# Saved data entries
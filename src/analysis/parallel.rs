//! Parallelizability analysis.
//!
//! Decides whether a set of subtasks is worth fanning out across
//! parallel agents, backed by the dependency graph and the batch
//! optimizer. The verdict comes with a confidence score, a projected
//! speedup, suggested batches, and any risks the caller should weigh.

use crate::analysis::batch::{optimize_batches, Batch, OptimizationGoal};
use crate::analysis::builder::{build_dependency_graph, GraphAnalysis};
use crate::core::dag::TaskGraph;
use crate::core::task::{Task, MAX_DESCRIPTION_LEN};
use crate::error::{Error, Result};
use serde::{Deserialize, Serialize};

/// Minimum subtask count below which fan-out is never recommended.
/// The fixed coordination overhead of spinning up parallel execution
/// is not justified under this threshold.
pub const MIN_PARALLEL_TASKS: usize = 3;

/// Tunables for [`analyze_parallelizability`].
#[derive(Debug, Clone, PartialEq, Serialize, Deserialize)]
pub struct AnalyzerConfig {
    /// Speedup below which the verdict is "not worth parallelizing".
    pub min_speedup: f64,
    /// Implicit-dependency confidence at which a correctness risk is raised.
    pub implicit_risk_threshold: u8,
    /// Agent budget used when suggesting batches.
    pub default_agents: usize,
}

impl Default for AnalyzerConfig {
    fn default() -> Self {
        Self {
            min_speedup: 1.5,
            implicit_risk_threshold: 70,
            default_agents: 4,
        }
    }
}

/// Category of a surfaced risk.
#[derive(Debug, Clone, Copy, PartialEq, Eq, Serialize, Deserialize)]
#[serde(rename_all = "snake_case")]
pub enum RiskKind {
    /// The declared graph contains a cycle; execution cannot be ordered.
    CycleDetected,
    /// A single task accounts for more than half the total duration.
    DominantTask,
    /// A high-confidence implicit dependency was not declared.
    UndeclaredDependency,
}

/// A concern the caller should weigh before fanning out.
#[derive(Debug, Clone, PartialEq, Serialize, Deserialize)]
pub struct Risk {
    pub kind: RiskKind,
    /// Blocking risks make parallel execution unsound, not merely slow.
    pub blocking: bool,
    pub detail: String,
}

/// Output of [`analyze_parallelizability`].
#[derive(Debug)]
pub struct ParallelAnalysis {
    /// Whether fan-out is recommended.
    pub parallelizable: bool,
    /// Confidence in the verdict, 0..=100.
    pub confidence: u8,
    /// Human-readable explanation of the verdict.
    pub reasoning: String,
    /// The underlying graph analysis (graph, cycles, implicit candidates).
    pub analysis: GraphAnalysis,
    /// Batches from the optimizer under the minimize-time goal; empty
    /// when the verdict is negative for structural reasons.
    pub suggested_batches: Vec<Batch>,
    /// Projected speedup versus sequential execution: the lesser of the
    /// independence bound (independent count / 2) and the critical-path
    /// bound. Can dip below 1.0 when few root tasks exist.
    pub estimated_speedup: f64,
    /// Risks surfaced during analysis, blocking ones first.
    pub risks: Vec<Risk>,
}

/// Analyzes task sets for parallel execution potential.
#[derive(Debug, Clone, Default)]
pub struct ParallelizabilityAnalyzer {
    config: AnalyzerConfig,
}

impl ParallelizabilityAnalyzer {
    /// Create an analyzer with the given tunables.
    pub fn new(config: AnalyzerConfig) -> Self {
        Self { config }
    }

    /// See [`analyze_parallelizability`].
    pub fn analyze(&self, description: &str, subtasks: &[Task]) -> Result<ParallelAnalysis> {
        analyze_parallelizability(description, subtasks, &self.config)
    }
}

/// Decide whether `subtasks` should run in parallel.
///
/// Fewer than [`MIN_PARALLEL_TASKS`] subtasks is an immediate negative
/// verdict with `estimated_speedup` of 1.0. Otherwise the speedup is
/// bounded by both the independent task count and the ratio of
/// sequential duration to the critical path, and the verdict compares
/// it against `config.min_speedup`.
///
/// # Errors
/// `ValidationError` when the description exceeds the length limit or
/// the subtask list fails graph validation.
pub fn analyze_parallelizability(
    description: &str,
    subtasks: &[Task],
    config: &AnalyzerConfig,
) -> Result<ParallelAnalysis> {
    if description.chars().count() > MAX_DESCRIPTION_LEN {
        return Err(Error::Validation(format!(
            "task description exceeds {} characters",
            MAX_DESCRIPTION_LEN
        )));
    }

    if subtasks.len() < MIN_PARALLEL_TASKS {
        let analysis = if subtasks.is_empty() {
            GraphAnalysis {
                graph: TaskGraph::new(),
                implicit_dependencies: Vec::new(),
                has_cycles: false,
                cycles: Vec::new(),
            }
        } else {
            build_dependency_graph(subtasks, true)?
        };
        return Ok(ParallelAnalysis {
            parallelizable: false,
            confidence: 90,
            reasoning: format!(
                "only {} subtasks supplied; at least {} are needed to justify \
                 parallel coordination overhead",
                subtasks.len(),
                MIN_PARALLEL_TASKS
            ),
            analysis,
            suggested_batches: Vec::new(),
            estimated_speedup: 1.0,
            risks: Vec::new(),
        });
    }

    let analysis = build_dependency_graph(subtasks, true)?;
    let mut risks = Vec::new();

    if analysis.has_cycles {
        for cycle in &analysis.cycles {
            let path: Vec<&str> = cycle.iter().map(|id| id.as_str()).collect();
            risks.push(Risk {
                kind: RiskKind::CycleDetected,
                blocking: true,
                detail: format!("dependency cycle: {}", path.join(" -> ")),
            });
        }
        return Ok(ParallelAnalysis {
            parallelizable: false,
            confidence: 95,
            reasoning: format!(
                "the dependency graph contains {} cycle(s); no execution order exists \
                 until they are resolved",
                analysis.cycles.len()
            ),
            analysis,
            suggested_batches: Vec::new(),
            estimated_speedup: 1.0,
            risks,
        });
    }

    let independent_count = analysis.graph.independent_tasks().len();
    let sequential_minutes = analysis.graph.sequential_minutes();
    let (critical_path, critical_minutes) = analysis.graph.critical_path()?;

    let independence_bound = independent_count as f64 / 2.0;
    let path_bound = if critical_minutes > 0 {
        sequential_minutes as f64 / critical_minutes as f64
    } else {
        1.0
    };
    let estimated_speedup = independence_bound.min(path_bound);
    let parallelizable = estimated_speedup >= config.min_speedup;

    // Bottleneck risk: one task dominating total duration caps any
    // realizable speedup regardless of graph shape.
    for task in subtasks {
        let minutes = u64::from(task.minutes_or_default());
        if subtasks.len() >= 2 && minutes * 2 > sequential_minutes {
            risks.push(Risk {
                kind: RiskKind::DominantTask,
                blocking: false,
                detail: format!(
                    "task {} accounts for {} of {} total minutes",
                    task.id, minutes, sequential_minutes
                ),
            });
        }
    }

    let mut risky_implicit = 0usize;
    for dep in &analysis.implicit_dependencies {
        if dep.confidence >= config.implicit_risk_threshold {
            risky_implicit += 1;
            risks.push(Risk {
                kind: RiskKind::UndeclaredDependency,
                blocking: false,
                detail: format!(
                    "{} likely depends on {} (confidence {}): {}",
                    dep.to, dep.from, dep.confidence, dep.reasoning
                ),
            });
        }
    }

    let margin = (estimated_speedup - config.min_speedup).abs();
    let base = (55.0 + margin * 30.0).clamp(0.0, 95.0) as i64;
    let confidence = (base - 10 * risky_implicit as i64).clamp(20, 100) as u8;

    let suggested_batches = optimize_batches(
        subtasks,
        &analysis.graph,
        config.default_agents,
        OptimizationGoal::MinimizeTime,
    )?
    .batches;

    let reasoning = format!(
        "{} of {} tasks are independent; critical path {} min ({} tasks) versus {} min \
         sequential gives an estimated {:.2}x speedup against a {:.1}x threshold",
        independent_count,
        subtasks.len(),
        critical_minutes,
        critical_path.len(),
        sequential_minutes,
        estimated_speedup,
        config.min_speedup
    );

    tracing::debug!(
        parallelizable,
        confidence,
        speedup = estimated_speedup,
        risks = risks.len(),
        "parallelizability analysis complete"
    );

    Ok(ParallelAnalysis {
        parallelizable,
        confidence,
        reasoning,
        analysis,
        suggested_batches,
        estimated_speedup,
        risks,
    })
}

# ASSIGNMENT
The required answer is the run of lines above, starting at the line with "of the verdict." and ending at the line with "and the critical-path", reproduced exactly with both ends.

# WRITTEN RESPONSE
    /// Human-readable explanation of the verdict.
    pub reasoning: String,
    /// The underlying graph analysis (graph, cycles, implicit candidates).
    pub analysis: GraphAnalysis,
    /// Batches from the optimizer under the minimize-time goal; empty
    /// when the verdict is negative for structural reasons.
    pub suggested_batches: Vec<Batch>,
    /// Projected speedup versus sequential execution: the lesser of the
    /// independence bound (independent count / 2) and the critical-path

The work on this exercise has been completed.